Dataset entries

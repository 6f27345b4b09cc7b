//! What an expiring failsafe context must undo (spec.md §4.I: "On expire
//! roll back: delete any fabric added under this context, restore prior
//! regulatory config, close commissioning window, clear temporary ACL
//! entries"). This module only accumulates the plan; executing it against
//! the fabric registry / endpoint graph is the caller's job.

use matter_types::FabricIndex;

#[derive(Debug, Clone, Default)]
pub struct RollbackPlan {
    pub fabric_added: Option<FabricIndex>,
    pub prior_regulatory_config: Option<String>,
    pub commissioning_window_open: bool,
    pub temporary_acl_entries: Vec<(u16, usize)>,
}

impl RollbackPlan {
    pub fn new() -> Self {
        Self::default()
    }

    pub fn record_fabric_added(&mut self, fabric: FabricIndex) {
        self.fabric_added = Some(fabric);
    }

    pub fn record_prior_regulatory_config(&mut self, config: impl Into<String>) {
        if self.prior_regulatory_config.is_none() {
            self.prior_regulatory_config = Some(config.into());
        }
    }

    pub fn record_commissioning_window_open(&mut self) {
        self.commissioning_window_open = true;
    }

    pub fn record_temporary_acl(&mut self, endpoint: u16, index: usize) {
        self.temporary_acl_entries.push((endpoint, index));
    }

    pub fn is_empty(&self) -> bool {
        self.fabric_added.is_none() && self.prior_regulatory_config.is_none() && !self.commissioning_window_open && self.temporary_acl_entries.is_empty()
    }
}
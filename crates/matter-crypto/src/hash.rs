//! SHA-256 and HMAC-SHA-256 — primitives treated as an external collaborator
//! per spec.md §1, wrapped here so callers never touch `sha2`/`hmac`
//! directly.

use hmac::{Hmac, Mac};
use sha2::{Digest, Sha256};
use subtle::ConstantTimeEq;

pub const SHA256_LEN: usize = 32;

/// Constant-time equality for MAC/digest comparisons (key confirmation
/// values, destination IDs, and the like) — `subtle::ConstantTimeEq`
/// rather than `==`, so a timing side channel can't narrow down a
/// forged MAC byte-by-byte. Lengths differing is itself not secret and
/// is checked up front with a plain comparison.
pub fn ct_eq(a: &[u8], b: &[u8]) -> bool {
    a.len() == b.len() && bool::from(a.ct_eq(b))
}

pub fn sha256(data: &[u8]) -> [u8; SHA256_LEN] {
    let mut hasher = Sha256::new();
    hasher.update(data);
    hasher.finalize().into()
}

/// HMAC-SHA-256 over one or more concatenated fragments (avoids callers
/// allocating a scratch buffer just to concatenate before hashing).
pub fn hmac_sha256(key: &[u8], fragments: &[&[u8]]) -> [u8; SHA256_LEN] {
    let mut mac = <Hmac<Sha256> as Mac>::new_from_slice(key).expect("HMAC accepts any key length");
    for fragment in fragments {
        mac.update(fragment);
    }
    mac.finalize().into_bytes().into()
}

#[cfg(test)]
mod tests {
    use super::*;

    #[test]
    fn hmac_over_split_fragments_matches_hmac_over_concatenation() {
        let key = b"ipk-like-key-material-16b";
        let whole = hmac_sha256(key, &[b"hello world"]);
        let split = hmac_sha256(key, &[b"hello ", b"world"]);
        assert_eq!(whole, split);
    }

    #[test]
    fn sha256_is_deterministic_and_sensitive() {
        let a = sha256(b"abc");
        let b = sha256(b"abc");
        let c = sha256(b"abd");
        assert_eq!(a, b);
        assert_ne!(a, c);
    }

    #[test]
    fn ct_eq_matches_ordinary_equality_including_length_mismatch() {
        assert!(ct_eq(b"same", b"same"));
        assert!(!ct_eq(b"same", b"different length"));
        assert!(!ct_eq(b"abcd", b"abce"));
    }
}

◆ Problem statement
Beginning at the line above with "pub fn ct_eq(a: &[u8], b: &[u8])" and finishing at the line with "for fragment in", return each line exactly and return nothing else.

◆ Result of the exercise
pub fn ct_eq(a: &[u8], b: &[u8]) -> bool {
    a.len() == b.len() && bool::from(a.ct_eq(b))
}

pub fn sha256(data: &[u8]) -> [u8; SHA256_LEN] {
    let mut hasher = Sha256::new();
    hasher.update(data);
    hasher.finalize().into()
}

/// HMAC-SHA-256 over one or more concatenated fragments (avoids callers
/// allocating a scratch buffer just to concatenate before hashing).
pub fn hmac_sha256(key: &[u8], fragments: &[&[u8]]) -> [u8; SHA256_LEN] {
    let mut mac = <Hmac<Sha256> as Mac>::new_from_slice(key).expect("HMAC accepts any key length");
    for fragment in fragments {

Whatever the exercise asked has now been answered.